(Provided information Opens)

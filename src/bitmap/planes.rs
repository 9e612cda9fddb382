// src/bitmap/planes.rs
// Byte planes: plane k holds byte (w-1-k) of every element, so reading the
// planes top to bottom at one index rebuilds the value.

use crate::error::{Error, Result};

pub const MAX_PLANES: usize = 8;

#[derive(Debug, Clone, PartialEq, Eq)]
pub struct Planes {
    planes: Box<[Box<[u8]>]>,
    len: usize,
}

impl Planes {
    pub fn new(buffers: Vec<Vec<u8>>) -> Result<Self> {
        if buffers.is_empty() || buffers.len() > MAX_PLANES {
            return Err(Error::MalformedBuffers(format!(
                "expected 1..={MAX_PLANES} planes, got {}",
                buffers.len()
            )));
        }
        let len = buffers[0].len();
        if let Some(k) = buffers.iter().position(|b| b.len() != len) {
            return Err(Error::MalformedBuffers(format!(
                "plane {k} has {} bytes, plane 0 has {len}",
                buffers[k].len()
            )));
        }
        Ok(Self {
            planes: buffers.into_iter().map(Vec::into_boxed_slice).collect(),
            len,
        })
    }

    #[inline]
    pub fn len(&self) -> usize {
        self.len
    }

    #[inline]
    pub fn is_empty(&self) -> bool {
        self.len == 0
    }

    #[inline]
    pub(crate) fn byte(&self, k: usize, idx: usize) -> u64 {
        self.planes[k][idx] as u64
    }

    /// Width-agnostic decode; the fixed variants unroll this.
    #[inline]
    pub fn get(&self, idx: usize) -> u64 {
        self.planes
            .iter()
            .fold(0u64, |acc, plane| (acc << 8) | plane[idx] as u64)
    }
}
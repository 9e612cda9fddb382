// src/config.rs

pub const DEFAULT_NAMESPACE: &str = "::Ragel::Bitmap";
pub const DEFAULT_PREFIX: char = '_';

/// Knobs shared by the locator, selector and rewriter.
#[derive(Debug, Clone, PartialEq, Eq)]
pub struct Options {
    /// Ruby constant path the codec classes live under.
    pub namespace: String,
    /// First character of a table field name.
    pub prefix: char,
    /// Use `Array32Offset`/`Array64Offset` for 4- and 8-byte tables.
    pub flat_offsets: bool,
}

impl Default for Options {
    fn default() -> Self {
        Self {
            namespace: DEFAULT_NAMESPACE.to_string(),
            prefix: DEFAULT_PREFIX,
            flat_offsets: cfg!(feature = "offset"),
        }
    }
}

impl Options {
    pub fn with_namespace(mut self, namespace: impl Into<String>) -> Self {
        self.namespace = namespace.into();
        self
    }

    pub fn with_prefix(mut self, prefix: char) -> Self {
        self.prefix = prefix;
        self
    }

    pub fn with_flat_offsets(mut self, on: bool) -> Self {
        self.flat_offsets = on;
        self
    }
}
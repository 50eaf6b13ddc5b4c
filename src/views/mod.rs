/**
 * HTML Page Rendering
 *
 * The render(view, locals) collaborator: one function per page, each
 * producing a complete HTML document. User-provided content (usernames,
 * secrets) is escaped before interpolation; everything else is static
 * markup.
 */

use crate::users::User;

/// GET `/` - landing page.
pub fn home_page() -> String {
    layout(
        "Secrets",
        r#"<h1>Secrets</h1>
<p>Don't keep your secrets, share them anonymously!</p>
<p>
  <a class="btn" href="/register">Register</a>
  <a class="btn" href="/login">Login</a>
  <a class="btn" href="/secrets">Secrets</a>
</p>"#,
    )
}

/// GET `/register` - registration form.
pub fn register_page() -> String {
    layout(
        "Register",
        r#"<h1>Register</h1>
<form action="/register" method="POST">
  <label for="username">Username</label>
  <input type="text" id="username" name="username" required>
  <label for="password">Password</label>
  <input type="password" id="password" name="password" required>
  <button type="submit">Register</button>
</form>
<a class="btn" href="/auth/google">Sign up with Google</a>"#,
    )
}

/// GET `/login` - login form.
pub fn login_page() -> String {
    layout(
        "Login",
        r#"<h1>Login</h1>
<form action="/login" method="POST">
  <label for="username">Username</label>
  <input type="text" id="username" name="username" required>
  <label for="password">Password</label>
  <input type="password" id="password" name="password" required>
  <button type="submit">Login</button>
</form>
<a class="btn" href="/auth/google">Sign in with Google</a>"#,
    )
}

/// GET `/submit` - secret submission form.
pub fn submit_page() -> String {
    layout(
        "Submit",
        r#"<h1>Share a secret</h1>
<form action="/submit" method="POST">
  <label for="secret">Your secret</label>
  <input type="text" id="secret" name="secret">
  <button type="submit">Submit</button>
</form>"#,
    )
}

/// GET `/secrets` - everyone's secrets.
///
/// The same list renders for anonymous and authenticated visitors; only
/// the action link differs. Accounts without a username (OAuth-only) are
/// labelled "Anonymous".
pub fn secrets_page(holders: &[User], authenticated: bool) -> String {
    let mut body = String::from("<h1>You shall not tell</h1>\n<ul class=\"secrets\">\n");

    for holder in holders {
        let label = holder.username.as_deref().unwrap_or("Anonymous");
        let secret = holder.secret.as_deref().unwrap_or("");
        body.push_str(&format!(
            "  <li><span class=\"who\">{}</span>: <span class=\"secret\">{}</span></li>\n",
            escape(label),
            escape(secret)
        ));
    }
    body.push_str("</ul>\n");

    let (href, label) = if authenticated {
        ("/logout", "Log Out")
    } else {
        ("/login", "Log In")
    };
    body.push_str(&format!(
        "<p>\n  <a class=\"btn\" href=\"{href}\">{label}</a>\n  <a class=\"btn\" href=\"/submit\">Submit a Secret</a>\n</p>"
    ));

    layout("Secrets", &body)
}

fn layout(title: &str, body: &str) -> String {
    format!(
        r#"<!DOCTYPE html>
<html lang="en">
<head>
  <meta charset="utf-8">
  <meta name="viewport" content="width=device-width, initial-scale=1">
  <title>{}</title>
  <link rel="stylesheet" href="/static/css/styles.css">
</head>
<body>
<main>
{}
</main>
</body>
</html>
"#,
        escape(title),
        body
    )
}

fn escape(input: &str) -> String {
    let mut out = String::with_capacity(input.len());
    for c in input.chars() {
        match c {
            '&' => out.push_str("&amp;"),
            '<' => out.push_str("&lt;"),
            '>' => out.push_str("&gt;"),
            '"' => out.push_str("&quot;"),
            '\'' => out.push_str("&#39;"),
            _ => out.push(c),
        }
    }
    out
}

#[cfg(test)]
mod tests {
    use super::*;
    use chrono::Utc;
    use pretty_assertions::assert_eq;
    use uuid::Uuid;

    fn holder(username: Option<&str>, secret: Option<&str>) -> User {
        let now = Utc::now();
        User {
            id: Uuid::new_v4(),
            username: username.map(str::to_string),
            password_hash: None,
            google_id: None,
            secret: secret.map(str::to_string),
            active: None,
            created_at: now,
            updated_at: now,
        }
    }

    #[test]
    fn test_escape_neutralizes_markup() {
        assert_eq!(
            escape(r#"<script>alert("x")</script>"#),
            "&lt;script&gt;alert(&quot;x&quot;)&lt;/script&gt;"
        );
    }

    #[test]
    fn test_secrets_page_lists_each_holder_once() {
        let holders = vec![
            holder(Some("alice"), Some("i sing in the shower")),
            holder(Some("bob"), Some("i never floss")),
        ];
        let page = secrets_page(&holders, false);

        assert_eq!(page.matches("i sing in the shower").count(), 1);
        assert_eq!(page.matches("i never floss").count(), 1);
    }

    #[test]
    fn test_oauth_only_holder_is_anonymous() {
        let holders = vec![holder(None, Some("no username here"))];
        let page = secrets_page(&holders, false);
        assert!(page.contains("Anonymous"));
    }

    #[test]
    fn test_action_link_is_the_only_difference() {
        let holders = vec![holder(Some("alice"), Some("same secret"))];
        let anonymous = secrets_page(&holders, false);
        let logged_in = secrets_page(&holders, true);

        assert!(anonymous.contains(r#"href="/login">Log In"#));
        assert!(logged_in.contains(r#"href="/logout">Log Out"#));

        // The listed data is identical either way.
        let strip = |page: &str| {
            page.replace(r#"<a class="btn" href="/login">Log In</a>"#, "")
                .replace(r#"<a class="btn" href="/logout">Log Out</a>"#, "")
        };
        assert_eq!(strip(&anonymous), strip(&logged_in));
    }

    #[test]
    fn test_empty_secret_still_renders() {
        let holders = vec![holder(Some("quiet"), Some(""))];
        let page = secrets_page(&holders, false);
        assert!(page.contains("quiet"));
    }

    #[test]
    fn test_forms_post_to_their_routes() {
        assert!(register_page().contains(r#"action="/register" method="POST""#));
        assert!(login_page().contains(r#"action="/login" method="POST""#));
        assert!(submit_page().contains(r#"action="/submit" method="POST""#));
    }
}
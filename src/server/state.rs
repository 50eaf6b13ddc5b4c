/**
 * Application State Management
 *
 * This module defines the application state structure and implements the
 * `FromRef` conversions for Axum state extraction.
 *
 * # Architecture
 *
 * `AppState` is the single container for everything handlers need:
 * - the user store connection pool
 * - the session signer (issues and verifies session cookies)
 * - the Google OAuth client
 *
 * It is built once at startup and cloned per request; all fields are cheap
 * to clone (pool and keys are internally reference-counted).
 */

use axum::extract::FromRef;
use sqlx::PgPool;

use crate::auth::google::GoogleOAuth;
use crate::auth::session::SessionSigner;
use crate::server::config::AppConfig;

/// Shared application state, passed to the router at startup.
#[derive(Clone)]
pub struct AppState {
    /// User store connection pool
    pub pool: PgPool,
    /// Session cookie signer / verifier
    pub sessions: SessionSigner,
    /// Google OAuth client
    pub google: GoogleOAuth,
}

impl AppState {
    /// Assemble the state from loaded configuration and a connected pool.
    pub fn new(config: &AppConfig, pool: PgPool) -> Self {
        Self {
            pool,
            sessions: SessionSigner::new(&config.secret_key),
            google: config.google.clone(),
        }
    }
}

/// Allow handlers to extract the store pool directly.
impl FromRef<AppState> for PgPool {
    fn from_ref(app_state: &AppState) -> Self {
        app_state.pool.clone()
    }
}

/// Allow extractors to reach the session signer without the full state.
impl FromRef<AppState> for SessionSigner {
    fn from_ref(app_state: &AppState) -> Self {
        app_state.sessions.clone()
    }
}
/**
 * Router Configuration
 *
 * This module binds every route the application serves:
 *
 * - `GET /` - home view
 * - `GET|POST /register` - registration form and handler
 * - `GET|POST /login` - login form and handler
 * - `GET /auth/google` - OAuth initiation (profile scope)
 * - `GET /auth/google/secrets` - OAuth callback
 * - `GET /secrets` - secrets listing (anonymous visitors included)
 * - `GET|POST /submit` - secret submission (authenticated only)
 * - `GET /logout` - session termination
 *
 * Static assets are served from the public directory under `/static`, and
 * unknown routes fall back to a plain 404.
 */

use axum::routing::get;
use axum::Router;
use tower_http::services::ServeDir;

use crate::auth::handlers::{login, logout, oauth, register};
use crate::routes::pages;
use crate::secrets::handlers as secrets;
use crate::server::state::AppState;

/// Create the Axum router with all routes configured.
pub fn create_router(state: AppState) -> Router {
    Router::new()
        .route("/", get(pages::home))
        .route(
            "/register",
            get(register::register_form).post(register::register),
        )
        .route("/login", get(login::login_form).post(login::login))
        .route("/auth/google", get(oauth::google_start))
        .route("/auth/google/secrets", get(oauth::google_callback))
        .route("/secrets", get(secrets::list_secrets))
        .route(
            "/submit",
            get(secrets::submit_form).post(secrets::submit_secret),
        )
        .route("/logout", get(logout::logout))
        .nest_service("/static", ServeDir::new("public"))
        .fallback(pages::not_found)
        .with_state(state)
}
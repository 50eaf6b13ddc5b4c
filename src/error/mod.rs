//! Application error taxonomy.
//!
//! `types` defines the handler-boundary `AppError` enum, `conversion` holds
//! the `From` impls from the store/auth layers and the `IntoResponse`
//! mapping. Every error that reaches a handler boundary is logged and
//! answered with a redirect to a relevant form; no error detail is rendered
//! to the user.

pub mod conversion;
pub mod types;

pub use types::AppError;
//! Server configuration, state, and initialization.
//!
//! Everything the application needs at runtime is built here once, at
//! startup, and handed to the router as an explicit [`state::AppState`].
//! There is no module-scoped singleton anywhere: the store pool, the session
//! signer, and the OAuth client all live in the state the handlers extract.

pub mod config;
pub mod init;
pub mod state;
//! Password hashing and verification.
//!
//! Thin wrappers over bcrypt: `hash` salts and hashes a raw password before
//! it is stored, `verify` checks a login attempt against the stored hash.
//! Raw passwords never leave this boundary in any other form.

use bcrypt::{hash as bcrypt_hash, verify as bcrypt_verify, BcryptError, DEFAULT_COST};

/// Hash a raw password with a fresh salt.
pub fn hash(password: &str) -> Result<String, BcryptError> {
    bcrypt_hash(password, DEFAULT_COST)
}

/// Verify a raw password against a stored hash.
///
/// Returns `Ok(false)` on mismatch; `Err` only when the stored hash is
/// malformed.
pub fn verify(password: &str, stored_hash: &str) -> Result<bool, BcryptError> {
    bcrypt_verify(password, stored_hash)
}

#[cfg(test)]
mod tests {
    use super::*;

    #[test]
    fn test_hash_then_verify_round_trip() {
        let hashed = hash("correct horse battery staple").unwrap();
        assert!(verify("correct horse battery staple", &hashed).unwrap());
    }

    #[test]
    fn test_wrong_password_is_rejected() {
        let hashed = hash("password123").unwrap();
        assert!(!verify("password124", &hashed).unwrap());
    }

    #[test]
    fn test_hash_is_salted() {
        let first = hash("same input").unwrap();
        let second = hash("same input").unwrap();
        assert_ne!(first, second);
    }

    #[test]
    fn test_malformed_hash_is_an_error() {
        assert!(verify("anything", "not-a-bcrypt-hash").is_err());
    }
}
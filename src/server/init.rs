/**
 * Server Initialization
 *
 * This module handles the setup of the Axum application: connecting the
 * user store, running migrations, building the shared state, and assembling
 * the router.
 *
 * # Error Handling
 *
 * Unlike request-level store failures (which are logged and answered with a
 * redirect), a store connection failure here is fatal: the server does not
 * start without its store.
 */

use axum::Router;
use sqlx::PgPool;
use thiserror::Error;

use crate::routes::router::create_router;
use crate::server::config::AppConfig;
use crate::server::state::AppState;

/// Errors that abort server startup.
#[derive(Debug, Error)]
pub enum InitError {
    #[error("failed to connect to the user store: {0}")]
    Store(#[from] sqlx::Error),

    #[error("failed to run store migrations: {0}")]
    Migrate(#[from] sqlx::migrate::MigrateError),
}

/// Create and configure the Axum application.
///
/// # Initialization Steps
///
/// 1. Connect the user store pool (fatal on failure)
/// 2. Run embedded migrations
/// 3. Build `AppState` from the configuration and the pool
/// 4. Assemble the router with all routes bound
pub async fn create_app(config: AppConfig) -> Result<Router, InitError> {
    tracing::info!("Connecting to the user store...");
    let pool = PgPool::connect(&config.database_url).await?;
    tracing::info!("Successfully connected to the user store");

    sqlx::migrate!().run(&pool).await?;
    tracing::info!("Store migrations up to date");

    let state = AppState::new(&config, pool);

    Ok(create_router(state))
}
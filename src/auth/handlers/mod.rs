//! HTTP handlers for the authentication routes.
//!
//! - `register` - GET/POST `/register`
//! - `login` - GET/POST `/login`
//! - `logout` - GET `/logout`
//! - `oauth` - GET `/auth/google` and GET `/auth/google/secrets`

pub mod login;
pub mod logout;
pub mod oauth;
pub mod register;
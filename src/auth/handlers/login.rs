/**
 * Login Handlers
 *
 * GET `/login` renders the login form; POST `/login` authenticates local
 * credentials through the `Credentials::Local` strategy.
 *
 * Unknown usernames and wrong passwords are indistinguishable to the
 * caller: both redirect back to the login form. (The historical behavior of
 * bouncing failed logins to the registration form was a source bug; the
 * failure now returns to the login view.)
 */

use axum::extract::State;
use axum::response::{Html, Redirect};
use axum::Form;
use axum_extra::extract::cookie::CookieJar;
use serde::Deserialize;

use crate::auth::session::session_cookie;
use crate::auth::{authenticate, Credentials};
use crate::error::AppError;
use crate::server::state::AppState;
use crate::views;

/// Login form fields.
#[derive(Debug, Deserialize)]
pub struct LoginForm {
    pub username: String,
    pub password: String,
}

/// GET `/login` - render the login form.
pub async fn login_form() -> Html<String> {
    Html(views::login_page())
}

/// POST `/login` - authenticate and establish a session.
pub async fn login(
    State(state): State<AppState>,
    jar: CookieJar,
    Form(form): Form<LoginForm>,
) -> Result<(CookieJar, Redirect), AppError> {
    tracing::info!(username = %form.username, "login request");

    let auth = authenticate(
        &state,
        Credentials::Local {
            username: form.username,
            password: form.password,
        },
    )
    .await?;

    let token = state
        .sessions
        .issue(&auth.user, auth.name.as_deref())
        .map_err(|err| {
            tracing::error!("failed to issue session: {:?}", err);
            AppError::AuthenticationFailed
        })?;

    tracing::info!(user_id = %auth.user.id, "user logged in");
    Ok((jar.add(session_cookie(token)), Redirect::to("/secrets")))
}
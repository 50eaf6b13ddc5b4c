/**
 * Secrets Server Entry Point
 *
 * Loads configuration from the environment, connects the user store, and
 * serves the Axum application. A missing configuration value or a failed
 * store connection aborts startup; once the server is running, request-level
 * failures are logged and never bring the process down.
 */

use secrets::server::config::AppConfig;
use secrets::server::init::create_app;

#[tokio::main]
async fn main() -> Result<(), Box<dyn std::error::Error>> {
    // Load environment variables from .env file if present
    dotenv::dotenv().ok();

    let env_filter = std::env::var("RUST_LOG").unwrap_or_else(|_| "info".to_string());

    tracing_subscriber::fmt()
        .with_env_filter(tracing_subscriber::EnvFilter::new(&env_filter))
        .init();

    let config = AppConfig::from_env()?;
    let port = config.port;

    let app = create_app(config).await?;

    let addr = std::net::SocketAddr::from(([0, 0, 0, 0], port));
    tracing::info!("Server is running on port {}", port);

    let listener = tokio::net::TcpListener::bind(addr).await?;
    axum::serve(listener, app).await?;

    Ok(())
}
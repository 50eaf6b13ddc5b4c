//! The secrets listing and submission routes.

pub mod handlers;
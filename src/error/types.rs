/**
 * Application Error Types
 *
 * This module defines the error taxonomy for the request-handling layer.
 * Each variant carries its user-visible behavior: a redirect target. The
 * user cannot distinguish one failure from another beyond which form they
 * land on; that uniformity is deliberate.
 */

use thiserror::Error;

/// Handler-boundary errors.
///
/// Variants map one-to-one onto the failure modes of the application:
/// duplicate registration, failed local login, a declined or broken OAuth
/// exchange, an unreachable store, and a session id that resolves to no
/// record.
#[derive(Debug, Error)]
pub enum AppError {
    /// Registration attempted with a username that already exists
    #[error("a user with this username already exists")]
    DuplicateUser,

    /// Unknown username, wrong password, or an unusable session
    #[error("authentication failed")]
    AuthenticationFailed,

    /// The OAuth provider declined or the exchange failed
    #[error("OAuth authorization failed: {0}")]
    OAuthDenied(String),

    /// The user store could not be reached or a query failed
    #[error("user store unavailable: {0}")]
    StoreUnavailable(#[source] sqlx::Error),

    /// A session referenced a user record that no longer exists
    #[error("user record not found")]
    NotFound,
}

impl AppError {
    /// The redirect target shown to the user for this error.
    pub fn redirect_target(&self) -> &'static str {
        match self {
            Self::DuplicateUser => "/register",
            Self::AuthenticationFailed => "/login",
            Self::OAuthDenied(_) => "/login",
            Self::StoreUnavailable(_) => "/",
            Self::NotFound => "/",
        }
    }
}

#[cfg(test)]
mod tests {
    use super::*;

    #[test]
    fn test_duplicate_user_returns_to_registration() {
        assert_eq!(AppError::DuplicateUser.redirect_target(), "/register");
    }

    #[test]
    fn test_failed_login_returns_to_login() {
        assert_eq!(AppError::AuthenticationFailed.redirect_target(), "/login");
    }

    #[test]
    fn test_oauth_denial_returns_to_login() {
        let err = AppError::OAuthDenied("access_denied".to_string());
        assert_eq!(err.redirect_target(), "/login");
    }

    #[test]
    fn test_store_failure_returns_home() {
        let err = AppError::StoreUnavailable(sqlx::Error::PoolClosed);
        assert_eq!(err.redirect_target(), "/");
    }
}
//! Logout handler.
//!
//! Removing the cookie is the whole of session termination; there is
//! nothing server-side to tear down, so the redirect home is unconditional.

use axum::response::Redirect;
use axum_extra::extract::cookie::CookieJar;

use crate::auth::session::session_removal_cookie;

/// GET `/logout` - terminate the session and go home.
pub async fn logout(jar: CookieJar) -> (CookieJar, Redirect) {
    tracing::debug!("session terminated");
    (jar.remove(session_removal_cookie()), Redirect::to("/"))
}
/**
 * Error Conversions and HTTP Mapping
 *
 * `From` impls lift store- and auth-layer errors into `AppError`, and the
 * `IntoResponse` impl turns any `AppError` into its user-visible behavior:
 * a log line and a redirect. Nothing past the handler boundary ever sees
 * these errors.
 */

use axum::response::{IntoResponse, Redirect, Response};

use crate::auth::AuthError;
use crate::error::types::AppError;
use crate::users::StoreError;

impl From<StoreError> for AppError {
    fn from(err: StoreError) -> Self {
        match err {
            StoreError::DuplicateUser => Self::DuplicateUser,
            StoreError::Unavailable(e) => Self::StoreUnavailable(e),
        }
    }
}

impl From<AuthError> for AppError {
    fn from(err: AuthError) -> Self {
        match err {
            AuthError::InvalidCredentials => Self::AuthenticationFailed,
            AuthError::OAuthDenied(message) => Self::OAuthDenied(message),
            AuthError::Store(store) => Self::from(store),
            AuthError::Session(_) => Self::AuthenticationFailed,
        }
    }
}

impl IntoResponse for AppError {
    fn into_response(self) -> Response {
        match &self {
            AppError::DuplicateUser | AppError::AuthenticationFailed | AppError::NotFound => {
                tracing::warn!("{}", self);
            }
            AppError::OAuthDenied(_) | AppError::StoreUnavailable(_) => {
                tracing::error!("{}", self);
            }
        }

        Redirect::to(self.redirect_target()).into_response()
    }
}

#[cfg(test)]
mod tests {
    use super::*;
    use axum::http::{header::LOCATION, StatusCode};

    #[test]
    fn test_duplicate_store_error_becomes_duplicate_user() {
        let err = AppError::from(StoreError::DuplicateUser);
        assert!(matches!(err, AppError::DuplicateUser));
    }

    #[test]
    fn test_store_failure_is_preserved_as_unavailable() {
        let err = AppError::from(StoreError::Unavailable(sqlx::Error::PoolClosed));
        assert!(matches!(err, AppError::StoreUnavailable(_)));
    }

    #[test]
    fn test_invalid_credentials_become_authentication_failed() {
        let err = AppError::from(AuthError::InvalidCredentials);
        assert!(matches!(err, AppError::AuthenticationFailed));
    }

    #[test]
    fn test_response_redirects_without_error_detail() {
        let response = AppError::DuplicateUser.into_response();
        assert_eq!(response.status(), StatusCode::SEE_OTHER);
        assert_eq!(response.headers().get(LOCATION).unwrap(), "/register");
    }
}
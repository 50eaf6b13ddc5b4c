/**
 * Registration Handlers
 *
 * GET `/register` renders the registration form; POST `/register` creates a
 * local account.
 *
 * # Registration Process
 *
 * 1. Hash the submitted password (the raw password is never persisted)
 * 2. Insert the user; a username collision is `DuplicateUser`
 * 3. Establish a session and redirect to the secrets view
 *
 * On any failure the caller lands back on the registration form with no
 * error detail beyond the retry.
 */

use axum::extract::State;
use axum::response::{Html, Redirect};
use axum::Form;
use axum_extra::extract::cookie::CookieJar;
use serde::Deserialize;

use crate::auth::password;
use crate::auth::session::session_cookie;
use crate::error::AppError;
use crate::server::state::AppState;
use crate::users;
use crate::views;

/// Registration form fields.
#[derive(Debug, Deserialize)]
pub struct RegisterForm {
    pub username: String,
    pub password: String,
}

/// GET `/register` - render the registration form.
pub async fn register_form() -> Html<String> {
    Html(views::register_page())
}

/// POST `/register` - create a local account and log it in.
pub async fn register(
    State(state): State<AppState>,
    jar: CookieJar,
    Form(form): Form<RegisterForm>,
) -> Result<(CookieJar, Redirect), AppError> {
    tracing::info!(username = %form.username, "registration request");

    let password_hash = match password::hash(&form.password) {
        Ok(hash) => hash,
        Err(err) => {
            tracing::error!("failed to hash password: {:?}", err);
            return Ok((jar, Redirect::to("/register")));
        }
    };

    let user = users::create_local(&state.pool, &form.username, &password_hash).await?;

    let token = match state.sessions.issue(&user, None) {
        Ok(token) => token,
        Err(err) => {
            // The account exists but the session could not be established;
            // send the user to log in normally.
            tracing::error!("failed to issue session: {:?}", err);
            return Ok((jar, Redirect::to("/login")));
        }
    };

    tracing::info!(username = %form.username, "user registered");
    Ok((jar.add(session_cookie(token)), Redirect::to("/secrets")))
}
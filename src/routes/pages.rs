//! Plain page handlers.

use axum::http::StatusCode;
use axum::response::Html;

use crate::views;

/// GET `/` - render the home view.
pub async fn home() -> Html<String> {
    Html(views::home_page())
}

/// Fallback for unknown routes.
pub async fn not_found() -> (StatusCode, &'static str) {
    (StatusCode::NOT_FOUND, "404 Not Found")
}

(Provided information Closes)

## Activity
Reproduce only the lines above, starting at the line with "Router::new()" and ending at the line with "here once, at", exactly as written.

## Exercise output
    Router::new()
        .route("/", get(pages::home))
        .route(
            "/register",
            get(register::register_form).post(register::register),
        )
        .route("/login", get(login::login_form).post(login::login))
        .route("/auth/google", get(oauth::google_start))
        .route("/auth/google/secrets", get(oauth::google_callback))
        .route("/secrets", get(secrets::list_secrets))
        .route(
            "/submit",
            get(secrets::submit_form).post(secrets::submit_secret),
        )
        .route("/logout", get(logout::logout))
        .nest_service("/static", ServeDir::new("public"))
        .fallback(pages::not_found)
        .with_state(state)
}
repository 50eaf6b13ddc5b4c
filename src/error/mod.rs
//! Application error taxonomy.
//!
//! `types` defines the handler-boundary `AppError` enum, `conversion` holds
//! the `From` impls from the store/auth layers and the `IntoResponse`
//! mapping. Every error that reaches a handler boundary is logged and
//! answered with a redirect to a relevant form; no error detail is rendered
//! to the user.

pub mod conversion;
pub mod types;

pub use types::AppError;
//! Server configuration, state, and initialization.
//!
//! Everything the application needs at runtime is built here once, at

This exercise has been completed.